Information supplied:
--- START ---
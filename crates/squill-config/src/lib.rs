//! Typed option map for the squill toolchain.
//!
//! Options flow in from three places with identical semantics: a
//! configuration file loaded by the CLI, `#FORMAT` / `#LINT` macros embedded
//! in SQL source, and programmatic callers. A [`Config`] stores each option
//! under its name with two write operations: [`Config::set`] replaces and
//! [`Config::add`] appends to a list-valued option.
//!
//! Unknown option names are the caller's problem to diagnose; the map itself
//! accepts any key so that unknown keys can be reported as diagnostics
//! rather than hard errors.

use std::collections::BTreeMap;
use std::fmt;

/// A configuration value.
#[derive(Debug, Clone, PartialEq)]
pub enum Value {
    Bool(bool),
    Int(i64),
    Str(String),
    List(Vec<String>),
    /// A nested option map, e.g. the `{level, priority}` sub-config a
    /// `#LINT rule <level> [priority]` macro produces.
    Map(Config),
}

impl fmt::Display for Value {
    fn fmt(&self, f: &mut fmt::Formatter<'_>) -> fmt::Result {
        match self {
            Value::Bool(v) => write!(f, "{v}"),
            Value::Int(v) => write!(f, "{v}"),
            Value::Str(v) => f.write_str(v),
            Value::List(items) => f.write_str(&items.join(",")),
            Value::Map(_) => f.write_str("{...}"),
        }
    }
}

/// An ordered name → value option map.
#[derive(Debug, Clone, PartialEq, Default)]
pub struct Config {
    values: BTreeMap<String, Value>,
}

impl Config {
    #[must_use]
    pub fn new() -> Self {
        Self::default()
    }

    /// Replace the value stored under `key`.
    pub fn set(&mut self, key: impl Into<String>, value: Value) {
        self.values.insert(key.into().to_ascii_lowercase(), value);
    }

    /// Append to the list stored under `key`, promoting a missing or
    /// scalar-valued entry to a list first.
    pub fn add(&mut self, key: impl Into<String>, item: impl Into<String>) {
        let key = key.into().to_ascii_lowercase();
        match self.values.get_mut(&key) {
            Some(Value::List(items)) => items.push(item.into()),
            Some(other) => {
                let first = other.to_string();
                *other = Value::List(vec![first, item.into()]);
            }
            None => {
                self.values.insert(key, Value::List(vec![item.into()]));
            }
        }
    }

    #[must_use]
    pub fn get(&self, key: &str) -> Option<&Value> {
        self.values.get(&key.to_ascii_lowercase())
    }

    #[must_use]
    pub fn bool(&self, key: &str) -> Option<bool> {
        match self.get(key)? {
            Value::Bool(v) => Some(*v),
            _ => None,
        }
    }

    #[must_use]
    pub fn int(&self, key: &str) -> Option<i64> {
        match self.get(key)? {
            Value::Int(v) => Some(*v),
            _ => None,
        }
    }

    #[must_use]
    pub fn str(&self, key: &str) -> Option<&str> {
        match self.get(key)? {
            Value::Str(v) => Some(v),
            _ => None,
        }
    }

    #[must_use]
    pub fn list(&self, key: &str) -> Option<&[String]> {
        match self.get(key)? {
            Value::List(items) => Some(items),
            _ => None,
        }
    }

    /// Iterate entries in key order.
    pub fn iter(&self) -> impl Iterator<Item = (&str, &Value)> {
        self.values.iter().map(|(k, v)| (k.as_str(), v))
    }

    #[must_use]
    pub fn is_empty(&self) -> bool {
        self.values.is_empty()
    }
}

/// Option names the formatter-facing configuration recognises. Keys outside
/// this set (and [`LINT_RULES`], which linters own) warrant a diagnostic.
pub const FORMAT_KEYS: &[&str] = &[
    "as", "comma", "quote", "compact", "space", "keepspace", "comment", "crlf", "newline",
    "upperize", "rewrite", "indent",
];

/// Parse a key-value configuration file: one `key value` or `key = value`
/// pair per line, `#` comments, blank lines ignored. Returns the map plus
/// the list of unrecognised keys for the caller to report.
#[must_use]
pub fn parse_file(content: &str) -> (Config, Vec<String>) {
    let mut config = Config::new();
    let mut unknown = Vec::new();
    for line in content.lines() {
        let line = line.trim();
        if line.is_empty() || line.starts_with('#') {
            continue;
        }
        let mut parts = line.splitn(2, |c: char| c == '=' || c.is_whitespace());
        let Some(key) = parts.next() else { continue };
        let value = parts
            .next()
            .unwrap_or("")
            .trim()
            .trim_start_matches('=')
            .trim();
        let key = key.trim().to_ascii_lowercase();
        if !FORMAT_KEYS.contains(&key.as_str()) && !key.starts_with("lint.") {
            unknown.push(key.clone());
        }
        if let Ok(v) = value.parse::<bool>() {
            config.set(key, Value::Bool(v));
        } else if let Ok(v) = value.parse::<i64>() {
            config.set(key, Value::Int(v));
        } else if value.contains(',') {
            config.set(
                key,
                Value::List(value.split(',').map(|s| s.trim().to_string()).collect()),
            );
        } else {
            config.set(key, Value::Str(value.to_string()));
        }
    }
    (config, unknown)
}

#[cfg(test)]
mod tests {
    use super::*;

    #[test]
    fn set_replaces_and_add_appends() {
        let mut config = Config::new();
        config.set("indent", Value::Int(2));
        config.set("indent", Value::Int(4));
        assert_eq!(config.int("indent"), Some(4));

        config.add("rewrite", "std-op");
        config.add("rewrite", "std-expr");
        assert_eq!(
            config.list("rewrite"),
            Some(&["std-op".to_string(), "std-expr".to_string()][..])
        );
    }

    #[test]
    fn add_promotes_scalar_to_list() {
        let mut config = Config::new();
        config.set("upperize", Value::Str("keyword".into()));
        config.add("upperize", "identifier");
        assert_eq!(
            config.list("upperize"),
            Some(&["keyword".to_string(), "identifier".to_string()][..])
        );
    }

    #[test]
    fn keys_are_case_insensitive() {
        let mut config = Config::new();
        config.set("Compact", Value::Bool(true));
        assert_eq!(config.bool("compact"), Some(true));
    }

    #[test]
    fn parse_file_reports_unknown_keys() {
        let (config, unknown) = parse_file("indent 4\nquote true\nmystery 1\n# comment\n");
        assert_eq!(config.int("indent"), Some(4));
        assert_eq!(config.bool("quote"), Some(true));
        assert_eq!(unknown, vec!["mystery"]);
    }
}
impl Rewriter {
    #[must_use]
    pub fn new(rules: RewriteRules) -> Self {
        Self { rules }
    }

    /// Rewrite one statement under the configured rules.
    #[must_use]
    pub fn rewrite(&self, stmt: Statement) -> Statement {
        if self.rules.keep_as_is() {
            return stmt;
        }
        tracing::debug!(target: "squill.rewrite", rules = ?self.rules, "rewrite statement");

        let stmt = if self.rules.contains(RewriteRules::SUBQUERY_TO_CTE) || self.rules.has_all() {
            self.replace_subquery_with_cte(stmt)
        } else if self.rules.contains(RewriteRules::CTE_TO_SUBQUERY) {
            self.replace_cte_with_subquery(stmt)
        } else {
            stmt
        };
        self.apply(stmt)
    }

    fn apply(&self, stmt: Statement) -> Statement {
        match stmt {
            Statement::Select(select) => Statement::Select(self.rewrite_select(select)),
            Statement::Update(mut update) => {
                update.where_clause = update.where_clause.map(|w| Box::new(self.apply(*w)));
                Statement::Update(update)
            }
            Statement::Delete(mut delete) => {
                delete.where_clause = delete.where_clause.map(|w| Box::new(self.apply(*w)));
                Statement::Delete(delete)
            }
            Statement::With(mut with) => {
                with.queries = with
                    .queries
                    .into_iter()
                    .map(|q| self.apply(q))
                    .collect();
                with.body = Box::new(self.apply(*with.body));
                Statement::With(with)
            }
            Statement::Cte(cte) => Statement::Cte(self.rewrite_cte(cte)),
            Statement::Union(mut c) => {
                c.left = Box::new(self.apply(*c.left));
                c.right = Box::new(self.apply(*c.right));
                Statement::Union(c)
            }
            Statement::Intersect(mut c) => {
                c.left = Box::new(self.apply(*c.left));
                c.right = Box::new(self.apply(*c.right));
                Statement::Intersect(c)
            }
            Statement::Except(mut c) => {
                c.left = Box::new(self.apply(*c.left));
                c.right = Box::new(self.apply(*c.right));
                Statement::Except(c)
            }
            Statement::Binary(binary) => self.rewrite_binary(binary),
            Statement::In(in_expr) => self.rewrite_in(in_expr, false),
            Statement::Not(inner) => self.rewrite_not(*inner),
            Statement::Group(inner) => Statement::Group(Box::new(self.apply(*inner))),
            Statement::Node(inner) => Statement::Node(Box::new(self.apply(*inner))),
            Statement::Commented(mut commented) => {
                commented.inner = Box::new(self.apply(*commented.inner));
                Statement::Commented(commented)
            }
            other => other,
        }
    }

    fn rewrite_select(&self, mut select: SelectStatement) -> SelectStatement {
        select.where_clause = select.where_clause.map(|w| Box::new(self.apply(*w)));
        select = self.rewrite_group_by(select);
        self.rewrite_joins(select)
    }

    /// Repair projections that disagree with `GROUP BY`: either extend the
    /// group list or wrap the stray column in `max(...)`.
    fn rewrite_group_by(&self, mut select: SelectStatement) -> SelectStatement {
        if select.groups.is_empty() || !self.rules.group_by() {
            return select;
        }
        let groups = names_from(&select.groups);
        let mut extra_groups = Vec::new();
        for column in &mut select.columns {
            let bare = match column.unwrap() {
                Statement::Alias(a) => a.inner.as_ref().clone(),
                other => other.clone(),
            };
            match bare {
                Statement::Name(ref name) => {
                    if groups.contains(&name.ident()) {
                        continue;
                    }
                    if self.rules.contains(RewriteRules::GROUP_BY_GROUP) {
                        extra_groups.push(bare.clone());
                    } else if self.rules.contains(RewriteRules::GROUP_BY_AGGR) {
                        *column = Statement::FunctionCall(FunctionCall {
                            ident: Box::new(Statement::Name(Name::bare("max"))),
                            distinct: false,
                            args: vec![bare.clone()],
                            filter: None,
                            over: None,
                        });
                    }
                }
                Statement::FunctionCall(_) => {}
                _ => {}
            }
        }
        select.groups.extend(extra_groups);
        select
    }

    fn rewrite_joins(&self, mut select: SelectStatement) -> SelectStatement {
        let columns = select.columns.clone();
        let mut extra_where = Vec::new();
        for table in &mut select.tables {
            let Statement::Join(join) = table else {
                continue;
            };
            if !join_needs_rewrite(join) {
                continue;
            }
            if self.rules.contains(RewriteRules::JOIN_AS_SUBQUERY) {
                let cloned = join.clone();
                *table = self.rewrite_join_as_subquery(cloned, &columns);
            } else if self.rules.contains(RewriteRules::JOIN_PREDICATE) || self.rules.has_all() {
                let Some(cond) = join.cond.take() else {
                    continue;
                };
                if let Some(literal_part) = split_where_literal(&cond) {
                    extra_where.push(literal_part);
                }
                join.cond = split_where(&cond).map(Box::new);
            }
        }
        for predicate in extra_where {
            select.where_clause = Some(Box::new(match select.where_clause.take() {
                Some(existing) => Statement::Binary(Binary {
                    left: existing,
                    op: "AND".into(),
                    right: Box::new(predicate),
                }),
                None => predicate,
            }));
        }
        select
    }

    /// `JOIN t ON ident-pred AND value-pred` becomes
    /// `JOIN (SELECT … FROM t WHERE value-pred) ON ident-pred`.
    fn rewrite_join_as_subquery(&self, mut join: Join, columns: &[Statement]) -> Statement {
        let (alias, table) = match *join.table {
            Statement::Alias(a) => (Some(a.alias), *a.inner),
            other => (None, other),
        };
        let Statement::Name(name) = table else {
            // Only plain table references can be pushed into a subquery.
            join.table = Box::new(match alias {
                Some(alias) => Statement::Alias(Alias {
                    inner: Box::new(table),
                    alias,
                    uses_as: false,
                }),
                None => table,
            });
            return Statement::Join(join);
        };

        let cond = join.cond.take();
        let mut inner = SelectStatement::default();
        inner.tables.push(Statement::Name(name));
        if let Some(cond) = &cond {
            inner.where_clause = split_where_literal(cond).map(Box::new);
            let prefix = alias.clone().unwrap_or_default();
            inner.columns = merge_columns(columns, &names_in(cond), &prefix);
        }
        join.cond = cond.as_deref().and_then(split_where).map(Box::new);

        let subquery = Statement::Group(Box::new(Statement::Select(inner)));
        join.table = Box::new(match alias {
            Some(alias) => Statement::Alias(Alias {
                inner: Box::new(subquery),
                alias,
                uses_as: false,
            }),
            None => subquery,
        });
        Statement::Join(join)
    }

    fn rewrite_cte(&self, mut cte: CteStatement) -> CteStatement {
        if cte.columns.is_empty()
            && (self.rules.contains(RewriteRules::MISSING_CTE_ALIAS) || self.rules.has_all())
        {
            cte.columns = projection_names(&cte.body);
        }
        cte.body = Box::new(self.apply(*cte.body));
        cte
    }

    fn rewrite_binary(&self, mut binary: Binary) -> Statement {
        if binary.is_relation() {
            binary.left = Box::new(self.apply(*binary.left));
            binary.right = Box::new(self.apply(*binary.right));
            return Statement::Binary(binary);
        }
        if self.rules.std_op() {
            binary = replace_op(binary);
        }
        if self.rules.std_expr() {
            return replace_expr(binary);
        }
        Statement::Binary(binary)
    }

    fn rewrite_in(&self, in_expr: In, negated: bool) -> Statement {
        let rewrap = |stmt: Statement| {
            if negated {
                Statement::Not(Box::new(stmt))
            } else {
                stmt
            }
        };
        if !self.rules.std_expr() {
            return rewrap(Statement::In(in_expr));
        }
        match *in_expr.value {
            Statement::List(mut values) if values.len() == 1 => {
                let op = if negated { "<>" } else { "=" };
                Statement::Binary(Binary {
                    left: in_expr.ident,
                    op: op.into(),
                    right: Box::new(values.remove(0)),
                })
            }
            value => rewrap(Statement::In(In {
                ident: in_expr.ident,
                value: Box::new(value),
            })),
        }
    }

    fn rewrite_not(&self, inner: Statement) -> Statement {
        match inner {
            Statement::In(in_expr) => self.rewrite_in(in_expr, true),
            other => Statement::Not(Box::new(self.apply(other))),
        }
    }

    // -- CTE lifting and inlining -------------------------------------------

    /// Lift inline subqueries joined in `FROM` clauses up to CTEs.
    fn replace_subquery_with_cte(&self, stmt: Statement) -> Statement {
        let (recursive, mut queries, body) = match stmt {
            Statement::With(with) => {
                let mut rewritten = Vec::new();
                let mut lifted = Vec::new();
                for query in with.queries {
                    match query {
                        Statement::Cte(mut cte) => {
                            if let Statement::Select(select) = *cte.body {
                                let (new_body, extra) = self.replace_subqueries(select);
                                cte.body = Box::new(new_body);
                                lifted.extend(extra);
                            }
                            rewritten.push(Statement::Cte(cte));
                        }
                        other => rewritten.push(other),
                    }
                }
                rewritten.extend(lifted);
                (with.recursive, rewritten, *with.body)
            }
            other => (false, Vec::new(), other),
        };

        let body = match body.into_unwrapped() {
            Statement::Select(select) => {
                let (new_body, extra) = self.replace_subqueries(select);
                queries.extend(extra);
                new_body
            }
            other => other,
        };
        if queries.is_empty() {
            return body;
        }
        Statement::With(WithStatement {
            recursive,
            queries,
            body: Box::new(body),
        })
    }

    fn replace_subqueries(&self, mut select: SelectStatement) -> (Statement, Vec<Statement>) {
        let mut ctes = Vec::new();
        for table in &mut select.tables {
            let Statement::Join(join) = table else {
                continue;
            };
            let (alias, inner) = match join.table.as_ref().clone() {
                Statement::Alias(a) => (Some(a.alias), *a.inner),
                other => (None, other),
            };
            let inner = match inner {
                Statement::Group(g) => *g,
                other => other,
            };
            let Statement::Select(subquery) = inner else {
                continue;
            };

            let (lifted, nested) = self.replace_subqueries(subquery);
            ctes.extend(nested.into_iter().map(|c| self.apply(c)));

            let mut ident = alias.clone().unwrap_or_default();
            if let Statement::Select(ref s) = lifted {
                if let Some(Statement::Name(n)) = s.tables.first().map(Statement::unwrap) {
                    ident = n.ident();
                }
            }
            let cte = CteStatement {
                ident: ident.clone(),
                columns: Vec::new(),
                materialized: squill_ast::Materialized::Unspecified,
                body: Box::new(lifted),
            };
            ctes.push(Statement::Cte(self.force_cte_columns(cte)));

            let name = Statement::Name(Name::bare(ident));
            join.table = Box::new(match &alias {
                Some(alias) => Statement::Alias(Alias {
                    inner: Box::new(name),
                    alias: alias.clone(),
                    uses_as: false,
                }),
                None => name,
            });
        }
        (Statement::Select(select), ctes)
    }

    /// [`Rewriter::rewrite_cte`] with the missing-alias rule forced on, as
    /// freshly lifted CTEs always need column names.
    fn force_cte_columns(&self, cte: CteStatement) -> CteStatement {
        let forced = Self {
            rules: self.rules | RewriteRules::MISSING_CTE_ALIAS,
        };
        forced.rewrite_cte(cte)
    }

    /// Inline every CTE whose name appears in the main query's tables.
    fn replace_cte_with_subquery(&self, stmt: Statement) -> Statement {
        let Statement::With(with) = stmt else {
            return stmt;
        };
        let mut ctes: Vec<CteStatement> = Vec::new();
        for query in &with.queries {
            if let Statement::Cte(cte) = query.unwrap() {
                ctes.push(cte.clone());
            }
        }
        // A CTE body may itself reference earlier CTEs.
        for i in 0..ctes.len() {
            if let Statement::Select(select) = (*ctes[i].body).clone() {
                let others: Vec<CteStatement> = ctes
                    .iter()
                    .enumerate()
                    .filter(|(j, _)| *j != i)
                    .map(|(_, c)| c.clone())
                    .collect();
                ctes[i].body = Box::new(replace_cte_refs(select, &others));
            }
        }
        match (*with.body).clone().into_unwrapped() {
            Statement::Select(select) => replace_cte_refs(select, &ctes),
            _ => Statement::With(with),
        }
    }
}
--- END ---
What is expected:
Only the lines holding the word "under" belong in the answer; copy them from the listing above.

Finished task:
//! under its name with two write operations: [`Config::set`] replaces and
    /// Replace the value stored under `key`.
    /// Append to the list stored under `key`, promoting a missing or
    /// Rewrite one statement under the configured rules.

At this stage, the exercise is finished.